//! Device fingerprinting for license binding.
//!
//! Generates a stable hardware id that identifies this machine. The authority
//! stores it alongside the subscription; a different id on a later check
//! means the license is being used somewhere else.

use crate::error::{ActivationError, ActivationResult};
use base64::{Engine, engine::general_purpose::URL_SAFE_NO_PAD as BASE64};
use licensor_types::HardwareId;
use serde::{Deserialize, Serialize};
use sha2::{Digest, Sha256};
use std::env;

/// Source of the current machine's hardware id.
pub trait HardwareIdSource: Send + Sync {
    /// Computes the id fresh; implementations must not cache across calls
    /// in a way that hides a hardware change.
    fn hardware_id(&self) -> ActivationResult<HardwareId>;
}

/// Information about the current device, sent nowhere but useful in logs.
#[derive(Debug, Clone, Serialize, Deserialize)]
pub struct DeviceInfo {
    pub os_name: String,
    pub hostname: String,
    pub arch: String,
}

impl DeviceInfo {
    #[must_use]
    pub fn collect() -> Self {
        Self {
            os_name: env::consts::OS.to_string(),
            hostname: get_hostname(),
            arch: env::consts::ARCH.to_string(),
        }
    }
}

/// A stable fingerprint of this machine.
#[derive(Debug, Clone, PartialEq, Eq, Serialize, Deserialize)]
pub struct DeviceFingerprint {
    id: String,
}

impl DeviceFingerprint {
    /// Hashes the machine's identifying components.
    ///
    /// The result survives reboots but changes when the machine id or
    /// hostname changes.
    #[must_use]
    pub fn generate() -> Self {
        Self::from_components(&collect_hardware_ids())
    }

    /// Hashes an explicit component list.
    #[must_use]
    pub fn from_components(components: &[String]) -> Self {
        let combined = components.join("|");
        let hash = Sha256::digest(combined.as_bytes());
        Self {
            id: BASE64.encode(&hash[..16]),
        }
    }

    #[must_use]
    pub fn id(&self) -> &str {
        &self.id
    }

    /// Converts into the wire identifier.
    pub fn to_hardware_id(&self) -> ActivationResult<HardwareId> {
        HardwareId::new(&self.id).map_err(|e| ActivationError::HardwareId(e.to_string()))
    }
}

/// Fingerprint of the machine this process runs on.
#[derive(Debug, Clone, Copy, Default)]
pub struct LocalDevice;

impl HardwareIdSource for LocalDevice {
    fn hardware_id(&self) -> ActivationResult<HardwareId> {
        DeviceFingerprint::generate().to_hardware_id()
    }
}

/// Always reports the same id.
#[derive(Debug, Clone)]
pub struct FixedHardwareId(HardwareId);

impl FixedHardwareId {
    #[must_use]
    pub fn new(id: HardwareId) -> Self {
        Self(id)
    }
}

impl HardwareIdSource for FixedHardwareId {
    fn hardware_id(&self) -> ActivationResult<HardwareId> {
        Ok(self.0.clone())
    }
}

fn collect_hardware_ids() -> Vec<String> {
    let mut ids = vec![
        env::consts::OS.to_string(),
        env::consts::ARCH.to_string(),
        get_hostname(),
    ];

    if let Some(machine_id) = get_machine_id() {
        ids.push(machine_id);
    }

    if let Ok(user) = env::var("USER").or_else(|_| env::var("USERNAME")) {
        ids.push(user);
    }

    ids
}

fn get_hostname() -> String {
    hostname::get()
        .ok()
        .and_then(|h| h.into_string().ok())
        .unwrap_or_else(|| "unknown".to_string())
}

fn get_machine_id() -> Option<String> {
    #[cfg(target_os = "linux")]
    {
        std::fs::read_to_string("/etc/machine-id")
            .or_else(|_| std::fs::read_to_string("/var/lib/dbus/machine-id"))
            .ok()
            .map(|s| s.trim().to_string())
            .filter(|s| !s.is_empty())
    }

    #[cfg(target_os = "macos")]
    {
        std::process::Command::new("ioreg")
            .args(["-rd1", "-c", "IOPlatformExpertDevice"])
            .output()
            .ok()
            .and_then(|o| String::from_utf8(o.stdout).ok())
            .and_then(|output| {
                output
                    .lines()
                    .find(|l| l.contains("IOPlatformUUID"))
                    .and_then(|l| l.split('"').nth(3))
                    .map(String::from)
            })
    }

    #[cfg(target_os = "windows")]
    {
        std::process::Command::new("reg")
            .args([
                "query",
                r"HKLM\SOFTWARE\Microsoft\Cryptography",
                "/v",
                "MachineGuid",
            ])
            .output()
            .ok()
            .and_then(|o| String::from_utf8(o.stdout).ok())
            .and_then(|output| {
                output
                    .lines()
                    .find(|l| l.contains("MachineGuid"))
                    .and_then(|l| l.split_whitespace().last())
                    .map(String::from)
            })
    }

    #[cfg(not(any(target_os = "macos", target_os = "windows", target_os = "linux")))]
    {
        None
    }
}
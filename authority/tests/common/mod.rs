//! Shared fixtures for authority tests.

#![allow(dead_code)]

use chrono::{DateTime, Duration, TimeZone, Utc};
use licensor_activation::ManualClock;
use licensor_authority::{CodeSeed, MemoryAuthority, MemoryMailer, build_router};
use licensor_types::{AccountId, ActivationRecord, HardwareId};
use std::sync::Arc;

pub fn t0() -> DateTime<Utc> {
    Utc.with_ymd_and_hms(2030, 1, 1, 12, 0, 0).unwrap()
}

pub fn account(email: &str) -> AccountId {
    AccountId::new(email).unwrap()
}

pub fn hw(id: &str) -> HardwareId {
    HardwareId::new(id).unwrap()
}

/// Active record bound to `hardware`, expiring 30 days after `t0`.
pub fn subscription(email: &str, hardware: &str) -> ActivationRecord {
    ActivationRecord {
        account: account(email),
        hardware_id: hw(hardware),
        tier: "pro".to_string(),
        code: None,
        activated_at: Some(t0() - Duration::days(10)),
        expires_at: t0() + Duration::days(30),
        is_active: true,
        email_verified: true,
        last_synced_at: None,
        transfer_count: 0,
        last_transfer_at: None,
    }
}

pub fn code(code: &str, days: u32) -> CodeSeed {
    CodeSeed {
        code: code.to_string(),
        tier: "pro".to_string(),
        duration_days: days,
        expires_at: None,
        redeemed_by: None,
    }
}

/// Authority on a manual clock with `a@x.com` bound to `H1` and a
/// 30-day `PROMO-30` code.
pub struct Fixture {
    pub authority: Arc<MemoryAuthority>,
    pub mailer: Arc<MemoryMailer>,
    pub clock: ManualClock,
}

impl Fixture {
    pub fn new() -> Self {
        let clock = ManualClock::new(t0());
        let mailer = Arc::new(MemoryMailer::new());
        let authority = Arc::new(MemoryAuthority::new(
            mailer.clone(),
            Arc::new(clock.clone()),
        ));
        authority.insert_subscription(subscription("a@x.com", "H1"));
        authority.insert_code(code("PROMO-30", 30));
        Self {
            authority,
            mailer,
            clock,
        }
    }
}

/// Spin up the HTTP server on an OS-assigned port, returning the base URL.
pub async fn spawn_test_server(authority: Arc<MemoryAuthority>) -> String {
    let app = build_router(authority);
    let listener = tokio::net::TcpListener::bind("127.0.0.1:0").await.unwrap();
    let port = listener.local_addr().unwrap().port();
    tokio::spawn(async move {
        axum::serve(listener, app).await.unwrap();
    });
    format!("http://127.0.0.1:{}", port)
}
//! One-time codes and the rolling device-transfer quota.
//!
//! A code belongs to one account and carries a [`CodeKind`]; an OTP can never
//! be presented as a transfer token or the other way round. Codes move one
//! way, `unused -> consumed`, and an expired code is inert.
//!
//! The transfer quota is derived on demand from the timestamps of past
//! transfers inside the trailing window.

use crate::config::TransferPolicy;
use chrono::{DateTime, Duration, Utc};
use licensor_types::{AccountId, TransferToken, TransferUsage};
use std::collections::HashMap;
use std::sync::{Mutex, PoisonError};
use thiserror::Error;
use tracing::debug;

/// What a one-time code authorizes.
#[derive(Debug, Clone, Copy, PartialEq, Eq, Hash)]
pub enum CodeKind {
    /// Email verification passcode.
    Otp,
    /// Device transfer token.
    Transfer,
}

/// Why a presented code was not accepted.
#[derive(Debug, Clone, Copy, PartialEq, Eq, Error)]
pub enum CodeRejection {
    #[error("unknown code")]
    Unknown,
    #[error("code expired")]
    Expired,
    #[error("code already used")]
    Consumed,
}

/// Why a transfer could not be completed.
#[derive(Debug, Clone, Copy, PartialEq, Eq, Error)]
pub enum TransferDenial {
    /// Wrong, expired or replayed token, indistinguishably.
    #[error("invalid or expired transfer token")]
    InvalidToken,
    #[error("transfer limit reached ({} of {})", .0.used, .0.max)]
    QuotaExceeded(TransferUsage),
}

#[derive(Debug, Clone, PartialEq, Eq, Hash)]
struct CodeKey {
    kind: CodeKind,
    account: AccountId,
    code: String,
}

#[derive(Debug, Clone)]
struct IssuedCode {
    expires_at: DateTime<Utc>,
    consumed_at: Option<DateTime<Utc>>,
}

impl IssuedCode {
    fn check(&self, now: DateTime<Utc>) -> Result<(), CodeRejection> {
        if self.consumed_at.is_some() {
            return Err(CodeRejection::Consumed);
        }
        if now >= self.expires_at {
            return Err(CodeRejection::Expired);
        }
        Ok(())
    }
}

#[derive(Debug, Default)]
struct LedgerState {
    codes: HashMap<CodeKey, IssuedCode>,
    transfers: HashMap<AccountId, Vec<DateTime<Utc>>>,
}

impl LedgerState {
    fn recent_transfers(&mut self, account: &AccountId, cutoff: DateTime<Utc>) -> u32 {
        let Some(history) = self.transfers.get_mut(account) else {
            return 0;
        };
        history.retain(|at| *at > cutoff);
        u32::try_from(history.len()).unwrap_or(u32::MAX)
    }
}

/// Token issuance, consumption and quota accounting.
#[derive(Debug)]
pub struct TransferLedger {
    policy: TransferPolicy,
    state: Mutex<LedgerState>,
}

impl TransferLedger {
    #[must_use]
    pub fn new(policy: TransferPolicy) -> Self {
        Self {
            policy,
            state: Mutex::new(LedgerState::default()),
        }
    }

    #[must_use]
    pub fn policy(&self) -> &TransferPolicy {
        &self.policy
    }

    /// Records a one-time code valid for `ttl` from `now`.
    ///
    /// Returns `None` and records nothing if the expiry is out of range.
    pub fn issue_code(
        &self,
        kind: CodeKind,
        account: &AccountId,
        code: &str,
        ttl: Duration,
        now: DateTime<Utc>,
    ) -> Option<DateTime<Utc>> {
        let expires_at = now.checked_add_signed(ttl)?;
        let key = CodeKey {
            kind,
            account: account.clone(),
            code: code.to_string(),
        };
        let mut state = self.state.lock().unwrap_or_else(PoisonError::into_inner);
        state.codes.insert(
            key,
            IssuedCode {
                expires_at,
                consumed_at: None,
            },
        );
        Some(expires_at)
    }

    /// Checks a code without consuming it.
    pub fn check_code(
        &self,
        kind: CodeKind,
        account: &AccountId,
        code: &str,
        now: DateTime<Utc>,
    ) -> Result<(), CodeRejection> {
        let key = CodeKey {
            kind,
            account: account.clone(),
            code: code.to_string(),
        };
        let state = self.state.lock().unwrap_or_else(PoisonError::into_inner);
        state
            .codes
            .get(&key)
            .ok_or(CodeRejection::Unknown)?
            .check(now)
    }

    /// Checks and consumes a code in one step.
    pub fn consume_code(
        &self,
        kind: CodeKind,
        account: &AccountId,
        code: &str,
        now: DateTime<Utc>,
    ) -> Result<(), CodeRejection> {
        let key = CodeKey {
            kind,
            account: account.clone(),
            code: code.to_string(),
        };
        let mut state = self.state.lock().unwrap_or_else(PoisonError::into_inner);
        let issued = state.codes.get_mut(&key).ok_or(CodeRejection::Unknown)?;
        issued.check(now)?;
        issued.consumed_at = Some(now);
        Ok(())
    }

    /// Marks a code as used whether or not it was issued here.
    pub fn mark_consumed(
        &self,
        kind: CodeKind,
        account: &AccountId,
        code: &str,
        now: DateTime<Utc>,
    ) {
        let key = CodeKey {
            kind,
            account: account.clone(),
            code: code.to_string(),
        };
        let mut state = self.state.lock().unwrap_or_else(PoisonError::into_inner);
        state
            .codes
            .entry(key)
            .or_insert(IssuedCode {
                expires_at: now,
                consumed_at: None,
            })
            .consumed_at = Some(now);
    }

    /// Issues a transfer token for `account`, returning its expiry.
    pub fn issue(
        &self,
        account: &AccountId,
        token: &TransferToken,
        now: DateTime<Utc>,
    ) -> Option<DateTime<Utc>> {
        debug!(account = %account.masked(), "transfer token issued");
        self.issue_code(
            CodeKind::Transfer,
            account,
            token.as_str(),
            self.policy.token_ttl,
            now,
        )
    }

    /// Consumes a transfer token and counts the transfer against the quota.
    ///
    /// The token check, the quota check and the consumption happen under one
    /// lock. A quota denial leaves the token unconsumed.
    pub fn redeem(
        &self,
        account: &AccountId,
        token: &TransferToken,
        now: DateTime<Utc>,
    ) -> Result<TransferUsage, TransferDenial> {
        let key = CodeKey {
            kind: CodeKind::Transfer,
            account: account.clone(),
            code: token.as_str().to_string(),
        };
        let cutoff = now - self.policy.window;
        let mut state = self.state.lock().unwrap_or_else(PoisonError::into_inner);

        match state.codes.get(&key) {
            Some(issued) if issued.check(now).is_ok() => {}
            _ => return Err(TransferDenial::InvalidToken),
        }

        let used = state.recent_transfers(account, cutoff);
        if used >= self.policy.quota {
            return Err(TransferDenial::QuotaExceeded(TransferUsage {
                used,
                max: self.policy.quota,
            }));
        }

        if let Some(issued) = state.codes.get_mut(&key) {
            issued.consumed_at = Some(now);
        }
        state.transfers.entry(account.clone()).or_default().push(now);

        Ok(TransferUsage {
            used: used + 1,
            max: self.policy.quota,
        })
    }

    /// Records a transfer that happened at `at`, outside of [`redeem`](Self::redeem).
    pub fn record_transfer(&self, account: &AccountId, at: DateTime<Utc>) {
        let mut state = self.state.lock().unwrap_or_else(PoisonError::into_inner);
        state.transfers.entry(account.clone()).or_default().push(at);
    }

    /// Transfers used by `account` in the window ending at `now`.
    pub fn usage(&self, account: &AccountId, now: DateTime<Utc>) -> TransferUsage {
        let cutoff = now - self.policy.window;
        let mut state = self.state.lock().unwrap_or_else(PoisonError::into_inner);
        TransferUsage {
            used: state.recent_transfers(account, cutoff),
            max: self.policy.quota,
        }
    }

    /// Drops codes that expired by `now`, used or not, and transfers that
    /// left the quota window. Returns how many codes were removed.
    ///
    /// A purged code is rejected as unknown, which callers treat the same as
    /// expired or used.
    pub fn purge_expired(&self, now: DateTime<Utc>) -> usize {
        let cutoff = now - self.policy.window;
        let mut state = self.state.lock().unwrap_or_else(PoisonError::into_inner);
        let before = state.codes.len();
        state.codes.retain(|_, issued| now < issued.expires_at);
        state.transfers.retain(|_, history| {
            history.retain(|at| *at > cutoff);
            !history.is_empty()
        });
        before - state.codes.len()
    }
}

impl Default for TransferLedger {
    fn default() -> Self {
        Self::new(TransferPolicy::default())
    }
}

========

* Work item: Take every line of the material that contains the word "HardwareIdSource", and copy it.

* Worked solution:
pub trait HardwareIdSource: Send + Sync {
impl HardwareIdSource for LocalDevice {
impl HardwareIdSource for FixedHardwareId {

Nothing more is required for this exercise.